AIG execs whined for tax-paid bonuses, saw persecution as ‘McCarthyite’

The grasping AIG Financial Division execs who brought the firm to its knees and helped send the global economy spiraling only to receive federal rescue handouts to the tune of $180 billion in loans, stock investments and other commitments from the Federal Reserve and the Treasury Department, complained and whined and felt persecuted when they were asked to forgo bonuses. In conference calls with besieged Gerry Pasciucco, who was hired to shut the division down, they bitterly maligned tax payers and politicians and said they hoped the economy plunged further to teach the public a lesson.

When New York Attorney General Andrew M. Cuomo threatened to make their names public unless they returned their bonuses, they cried out against being “extorted” and “blackmailed” and made the subject of a “McCarthyite” witch hunt. In other words, they lived up in private to their public image as the entitled jerks of the financial class whose personal greed blotted out any perspective on their place in society and their role in a catastrophe that continues to bring real pain to millions.

McCarthyite witchunter
McCarthyite witchunter

The Washington Post got hold of a transcript of one of the conference calls. One nameless particularly petulant participant makes repeat appearances in the Post write up. Here he is doing the impossible by making it clear he is a worse person even than the politicians in Washington whom he decries:

“They only care about the next election, just like we only care about the next bonus. Well, none of them cares about the country, none of us cares about the institution,” he said, adding: “They really don’t care, and I really don’t care. And frankly, if a trillion dollars gets lost, fine.”

Here is Pasciucco bending over backward to make the case to this group of nitwits that they should think twice about keeping their unearned money:

He agreed that the manner in which some Washington officials had responded to the furor was despicable. “I think it’s distasteful. It’s unfair. It’s unjust. I agree with you, it’s not American. It is McCarthy-ite. . . . It will be viewed as a horribly dark period.”

Still, he tried to offer a dose of realism. The retention payments might have been guaranteed by contract, he said, but Financial Products had made bad bets that cost taxpayers billions of dollars. Although the decision to return part of their money was voluntary, he said, such a pledge might help employees defuse some of the public anger.

Sen. Joe McCarthy hunted communist traitors that didn’t exist and forced people to name names of innocent people and suggested criminal subversion that never took place. AIG Financial Division execs have been paid and paid and they mostly didn’t lose their jobs and none of them are in jail or blacklisted or unemployable. They were criminal risk takers with other people’s money then criminal beneficiaries of tax payer largess and then criminal whiners to boot.

Here’s the coda, supplied artfully by Post writer Brady Dennis:

When another employee asked whether the staff would be getting a second round of bonuses promised for March 2010, his colleagues burst into laughter, apparently considering this a preposterous notion amid the public outrage.
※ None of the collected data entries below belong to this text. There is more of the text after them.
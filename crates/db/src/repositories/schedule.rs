//! Database-backed schedule provider.

use async_trait::async_trait;
use aula_core::collaborators::{CollaboratorError, ScheduleProvider};
use aula_core::sessions::DaySchedule;
use aula_shared::types::CourseId;
use chrono::Weekday;
use sea_orm::{ColumnTrait, DatabaseConnection, EntityTrait, QueryFilter};

use crate::entities::course_schedules;

/// Reads course weekday schedules from the course_schedules table.
///
/// Weekdays are stored 0 (Monday) through 6 (Sunday).
#[derive(Debug, Clone)]
pub struct DbScheduleProvider {
    db: DatabaseConnection,
}

impl DbScheduleProvider {
    /// Creates a new schedule provider over the given connection.
    #[must_use]
    pub const fn new(db: DatabaseConnection) -> Self {
        Self { db }
    }
}

#[async_trait]
impl ScheduleProvider for DbScheduleProvider {
    async fn day_schedule(
        &self,
        course_id: CourseId,
        weekday: Weekday,
    ) -> Result<Option<DaySchedule>, CollaboratorError> {
        let stored_weekday = i16::try_from(weekday.num_days_from_monday())
            .map_err(|_| CollaboratorError::new("schedule", "weekday out of range"))?;

        let row = course_schedules::Entity::find()
            .filter(course_schedules::Column::CourseId.eq(course_id.into_inner()))
            .filter(course_schedules::Column::Weekday.eq(stored_weekday))
            .one(&self.db)
            .await
            .map_err(|err| CollaboratorError::new("schedule", err.to_string()))?;

        Ok(row.map(|schedule| DaySchedule {
            start: schedule.start_time,
            end: schedule.end_time,
        }))
    }
}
Yet they did see that money, at least most of it. Last month, under a deal in which employees agreed to take a cut in their upcoming retention bonuses in return for an accelerated payment, AIG paid out about $100 million to employees at the firm. AIG is scheduled to pay the last of the bonuses this month.

Even so, neither time nor money has softened the employees’ feelings of wrongful persecution and their anger over becoming the subjects of scorn and ridicule.

AIG Financial Division execs don’t demand just to be wealthy and above the law, they also want to be loved. As Mike Lillis at the Washington Independent put it in his blog on this story, AIG employees make a very good case for just stashing your cash in your mattress.